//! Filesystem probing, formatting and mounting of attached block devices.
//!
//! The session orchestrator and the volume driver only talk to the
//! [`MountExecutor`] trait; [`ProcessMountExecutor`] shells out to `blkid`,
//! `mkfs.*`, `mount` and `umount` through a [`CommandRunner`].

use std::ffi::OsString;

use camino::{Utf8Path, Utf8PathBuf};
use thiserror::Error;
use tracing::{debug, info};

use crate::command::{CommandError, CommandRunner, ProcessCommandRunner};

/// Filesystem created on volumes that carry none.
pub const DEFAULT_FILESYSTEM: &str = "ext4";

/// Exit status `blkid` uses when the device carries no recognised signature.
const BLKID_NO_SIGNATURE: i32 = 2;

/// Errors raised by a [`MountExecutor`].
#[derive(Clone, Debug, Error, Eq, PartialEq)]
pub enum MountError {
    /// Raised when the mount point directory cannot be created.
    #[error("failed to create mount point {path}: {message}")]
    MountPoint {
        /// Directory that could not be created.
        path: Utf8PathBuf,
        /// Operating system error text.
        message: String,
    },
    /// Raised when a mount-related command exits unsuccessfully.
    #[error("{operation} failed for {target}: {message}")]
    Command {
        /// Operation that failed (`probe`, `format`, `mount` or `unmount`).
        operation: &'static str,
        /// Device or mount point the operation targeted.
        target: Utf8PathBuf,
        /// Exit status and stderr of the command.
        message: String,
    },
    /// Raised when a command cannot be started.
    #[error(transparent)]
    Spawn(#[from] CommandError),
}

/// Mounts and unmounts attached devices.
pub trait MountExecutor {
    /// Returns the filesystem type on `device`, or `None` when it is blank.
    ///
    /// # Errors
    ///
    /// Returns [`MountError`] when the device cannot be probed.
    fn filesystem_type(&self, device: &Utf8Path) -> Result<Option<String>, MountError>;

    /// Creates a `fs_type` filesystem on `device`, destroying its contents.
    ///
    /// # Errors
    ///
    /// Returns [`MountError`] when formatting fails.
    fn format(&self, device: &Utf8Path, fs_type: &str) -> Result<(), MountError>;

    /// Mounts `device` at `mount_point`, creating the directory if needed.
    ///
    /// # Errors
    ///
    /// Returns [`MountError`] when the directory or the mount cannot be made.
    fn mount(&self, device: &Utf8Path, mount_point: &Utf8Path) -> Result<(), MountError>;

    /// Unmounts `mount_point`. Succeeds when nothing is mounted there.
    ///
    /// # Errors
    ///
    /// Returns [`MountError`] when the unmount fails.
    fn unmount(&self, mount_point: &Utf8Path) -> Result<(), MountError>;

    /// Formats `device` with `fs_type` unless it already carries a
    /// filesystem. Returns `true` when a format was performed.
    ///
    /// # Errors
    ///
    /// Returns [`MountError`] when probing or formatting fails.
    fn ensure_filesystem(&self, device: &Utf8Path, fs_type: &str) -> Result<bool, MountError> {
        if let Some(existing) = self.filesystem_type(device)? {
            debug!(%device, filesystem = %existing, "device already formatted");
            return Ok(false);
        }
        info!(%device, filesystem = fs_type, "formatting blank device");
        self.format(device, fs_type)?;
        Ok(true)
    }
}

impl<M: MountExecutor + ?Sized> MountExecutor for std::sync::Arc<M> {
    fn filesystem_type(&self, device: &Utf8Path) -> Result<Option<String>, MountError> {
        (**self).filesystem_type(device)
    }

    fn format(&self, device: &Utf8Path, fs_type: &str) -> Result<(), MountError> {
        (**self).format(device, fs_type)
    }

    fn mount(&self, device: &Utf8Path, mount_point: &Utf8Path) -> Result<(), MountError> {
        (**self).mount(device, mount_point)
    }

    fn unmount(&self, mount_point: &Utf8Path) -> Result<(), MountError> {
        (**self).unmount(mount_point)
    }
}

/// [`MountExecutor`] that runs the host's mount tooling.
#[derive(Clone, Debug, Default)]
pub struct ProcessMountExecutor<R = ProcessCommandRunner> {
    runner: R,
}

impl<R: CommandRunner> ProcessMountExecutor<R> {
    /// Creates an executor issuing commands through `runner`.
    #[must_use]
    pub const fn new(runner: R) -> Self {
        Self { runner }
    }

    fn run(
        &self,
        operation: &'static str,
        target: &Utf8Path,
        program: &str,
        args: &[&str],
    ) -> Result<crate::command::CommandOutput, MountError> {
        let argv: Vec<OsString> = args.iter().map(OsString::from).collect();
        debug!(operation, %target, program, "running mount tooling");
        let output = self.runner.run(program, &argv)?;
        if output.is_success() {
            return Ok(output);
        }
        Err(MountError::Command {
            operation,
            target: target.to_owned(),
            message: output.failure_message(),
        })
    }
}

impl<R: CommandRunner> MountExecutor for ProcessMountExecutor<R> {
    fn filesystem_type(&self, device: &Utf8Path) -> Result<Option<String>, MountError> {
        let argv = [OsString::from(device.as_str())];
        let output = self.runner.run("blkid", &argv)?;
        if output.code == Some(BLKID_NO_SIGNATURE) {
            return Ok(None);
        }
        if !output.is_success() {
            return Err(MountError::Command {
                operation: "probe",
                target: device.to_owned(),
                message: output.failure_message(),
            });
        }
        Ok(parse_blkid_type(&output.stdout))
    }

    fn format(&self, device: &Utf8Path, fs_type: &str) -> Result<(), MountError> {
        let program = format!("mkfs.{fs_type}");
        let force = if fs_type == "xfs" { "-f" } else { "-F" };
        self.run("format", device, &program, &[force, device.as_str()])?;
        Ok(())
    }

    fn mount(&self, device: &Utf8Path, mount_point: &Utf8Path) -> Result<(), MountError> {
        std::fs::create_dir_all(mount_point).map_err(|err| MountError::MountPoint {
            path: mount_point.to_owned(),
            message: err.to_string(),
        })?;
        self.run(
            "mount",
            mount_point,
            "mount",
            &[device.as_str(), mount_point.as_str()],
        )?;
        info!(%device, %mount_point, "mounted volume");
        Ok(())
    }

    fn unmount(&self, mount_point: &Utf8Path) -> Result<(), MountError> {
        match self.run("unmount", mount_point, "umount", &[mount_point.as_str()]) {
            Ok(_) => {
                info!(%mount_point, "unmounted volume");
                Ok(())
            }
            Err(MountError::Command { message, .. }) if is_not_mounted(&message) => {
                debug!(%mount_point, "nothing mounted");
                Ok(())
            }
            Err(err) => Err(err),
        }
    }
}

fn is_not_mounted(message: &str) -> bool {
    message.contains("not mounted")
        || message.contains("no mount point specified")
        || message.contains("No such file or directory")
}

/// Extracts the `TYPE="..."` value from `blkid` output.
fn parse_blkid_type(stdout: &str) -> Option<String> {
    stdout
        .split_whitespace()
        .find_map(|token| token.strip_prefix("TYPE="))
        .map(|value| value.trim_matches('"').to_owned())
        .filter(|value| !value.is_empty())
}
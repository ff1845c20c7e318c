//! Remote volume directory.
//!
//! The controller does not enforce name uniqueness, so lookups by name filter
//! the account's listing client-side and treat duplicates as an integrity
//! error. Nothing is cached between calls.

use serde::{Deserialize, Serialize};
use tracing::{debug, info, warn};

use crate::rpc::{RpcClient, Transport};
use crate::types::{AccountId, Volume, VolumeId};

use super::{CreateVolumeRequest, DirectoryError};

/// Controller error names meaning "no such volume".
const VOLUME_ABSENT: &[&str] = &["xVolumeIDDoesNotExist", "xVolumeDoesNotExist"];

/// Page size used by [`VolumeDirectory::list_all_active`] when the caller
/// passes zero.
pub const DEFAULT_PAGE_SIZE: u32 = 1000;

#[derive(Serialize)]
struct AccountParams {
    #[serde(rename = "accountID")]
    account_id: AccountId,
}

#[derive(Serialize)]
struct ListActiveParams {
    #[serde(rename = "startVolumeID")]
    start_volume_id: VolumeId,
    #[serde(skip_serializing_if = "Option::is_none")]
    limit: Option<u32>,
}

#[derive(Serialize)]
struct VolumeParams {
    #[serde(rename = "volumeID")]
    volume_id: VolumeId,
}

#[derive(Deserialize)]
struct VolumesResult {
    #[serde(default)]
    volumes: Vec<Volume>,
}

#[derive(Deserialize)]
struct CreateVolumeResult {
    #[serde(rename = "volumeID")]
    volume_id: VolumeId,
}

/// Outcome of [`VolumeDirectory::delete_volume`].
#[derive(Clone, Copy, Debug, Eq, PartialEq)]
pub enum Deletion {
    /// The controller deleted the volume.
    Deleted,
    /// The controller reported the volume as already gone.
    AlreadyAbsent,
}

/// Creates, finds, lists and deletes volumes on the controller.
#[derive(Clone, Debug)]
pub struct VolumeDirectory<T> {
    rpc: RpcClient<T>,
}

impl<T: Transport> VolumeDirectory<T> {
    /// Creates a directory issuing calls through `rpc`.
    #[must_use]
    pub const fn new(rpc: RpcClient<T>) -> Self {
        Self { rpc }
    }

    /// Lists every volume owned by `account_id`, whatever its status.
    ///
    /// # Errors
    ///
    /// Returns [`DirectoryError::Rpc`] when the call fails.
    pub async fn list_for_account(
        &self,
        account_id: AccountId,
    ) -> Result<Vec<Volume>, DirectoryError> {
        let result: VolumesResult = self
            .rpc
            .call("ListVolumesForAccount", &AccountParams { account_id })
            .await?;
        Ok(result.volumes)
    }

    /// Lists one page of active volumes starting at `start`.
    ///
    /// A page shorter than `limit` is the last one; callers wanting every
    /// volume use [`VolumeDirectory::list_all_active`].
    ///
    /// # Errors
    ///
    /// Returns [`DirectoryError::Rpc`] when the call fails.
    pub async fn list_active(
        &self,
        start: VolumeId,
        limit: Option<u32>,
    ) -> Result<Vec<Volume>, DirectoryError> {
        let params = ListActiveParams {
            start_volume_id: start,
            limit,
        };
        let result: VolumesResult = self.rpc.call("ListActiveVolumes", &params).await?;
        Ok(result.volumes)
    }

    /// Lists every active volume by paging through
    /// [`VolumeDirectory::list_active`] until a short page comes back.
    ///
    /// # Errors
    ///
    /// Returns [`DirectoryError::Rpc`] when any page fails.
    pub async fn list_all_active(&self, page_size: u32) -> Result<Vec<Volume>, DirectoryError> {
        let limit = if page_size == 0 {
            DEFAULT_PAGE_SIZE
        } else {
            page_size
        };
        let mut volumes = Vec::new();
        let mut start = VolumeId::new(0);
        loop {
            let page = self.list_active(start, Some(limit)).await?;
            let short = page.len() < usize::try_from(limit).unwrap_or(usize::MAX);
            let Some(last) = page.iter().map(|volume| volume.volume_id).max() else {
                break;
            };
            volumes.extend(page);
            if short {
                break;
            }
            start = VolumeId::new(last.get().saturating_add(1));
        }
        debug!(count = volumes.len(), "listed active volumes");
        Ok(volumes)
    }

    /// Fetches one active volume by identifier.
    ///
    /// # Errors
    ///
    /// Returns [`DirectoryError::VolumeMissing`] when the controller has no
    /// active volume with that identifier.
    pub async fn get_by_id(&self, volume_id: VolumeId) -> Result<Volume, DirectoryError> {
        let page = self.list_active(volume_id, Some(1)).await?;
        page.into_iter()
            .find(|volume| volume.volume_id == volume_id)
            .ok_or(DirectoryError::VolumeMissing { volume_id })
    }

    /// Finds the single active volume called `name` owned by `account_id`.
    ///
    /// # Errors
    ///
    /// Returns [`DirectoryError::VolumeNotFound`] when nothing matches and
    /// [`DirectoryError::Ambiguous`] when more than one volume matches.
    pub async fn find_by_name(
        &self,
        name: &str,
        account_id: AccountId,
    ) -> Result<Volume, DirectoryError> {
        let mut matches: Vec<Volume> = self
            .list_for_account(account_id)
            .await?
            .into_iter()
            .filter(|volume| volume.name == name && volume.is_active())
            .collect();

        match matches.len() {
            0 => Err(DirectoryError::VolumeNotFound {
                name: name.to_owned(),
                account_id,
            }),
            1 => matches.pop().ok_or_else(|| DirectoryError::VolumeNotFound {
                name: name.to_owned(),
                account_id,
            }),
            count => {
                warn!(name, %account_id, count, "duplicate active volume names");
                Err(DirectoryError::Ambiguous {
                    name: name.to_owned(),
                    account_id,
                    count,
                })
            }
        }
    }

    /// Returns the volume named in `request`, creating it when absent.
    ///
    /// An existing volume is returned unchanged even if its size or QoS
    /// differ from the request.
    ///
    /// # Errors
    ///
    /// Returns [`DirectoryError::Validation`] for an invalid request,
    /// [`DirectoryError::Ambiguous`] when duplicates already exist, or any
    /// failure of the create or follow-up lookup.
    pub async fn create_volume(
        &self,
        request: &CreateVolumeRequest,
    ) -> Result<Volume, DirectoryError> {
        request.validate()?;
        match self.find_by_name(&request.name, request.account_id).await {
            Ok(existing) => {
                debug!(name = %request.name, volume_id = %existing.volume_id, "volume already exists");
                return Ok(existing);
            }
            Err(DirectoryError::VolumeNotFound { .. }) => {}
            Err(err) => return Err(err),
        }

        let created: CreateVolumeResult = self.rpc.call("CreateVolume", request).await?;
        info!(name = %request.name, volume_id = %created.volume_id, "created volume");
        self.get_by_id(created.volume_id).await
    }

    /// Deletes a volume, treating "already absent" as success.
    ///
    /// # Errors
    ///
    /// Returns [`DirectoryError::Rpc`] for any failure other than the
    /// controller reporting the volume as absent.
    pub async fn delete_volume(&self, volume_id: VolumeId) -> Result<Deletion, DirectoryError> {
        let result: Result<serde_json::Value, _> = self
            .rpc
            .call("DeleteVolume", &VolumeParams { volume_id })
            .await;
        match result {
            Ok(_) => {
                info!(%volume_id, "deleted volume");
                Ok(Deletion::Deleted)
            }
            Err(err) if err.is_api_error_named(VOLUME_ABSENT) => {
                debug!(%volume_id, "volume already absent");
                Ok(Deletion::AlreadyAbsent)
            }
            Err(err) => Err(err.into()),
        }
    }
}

----------

**Exercise prompt:** Set down exactly the lines of the data above, beginning with the line that has "#[derive(Clone, Debug, Default)]" and ending with the line that has "impl<R: CommandRunner> MountExecutor", and no others.

**Answer to the problem:**
#[derive(Clone, Debug, Default)]
pub struct ProcessMountExecutor<R = ProcessCommandRunner> {
    runner: R,
}

impl<R: CommandRunner> ProcessMountExecutor<R> {
    /// Creates an executor issuing commands through `runner`.
    #[must_use]
    pub const fn new(runner: R) -> Self {
        Self { runner }
    }

    fn run(
        &self,
        operation: &'static str,
        target: &Utf8Path,
        program: &str,
        args: &[&str],
    ) -> Result<crate::command::CommandOutput, MountError> {
        let argv: Vec<OsString> = args.iter().map(OsString::from).collect();
        debug!(operation, %target, program, "running mount tooling");
        let output = self.runner.run(program, &argv)?;
        if output.is_success() {
            return Ok(output);
        }
        Err(MountError::Command {
            operation,
            target: target.to_owned(),
            message: output.failure_message(),
        })
    }
}

impl<R: CommandRunner> MountExecutor for ProcessMountExecutor<R> {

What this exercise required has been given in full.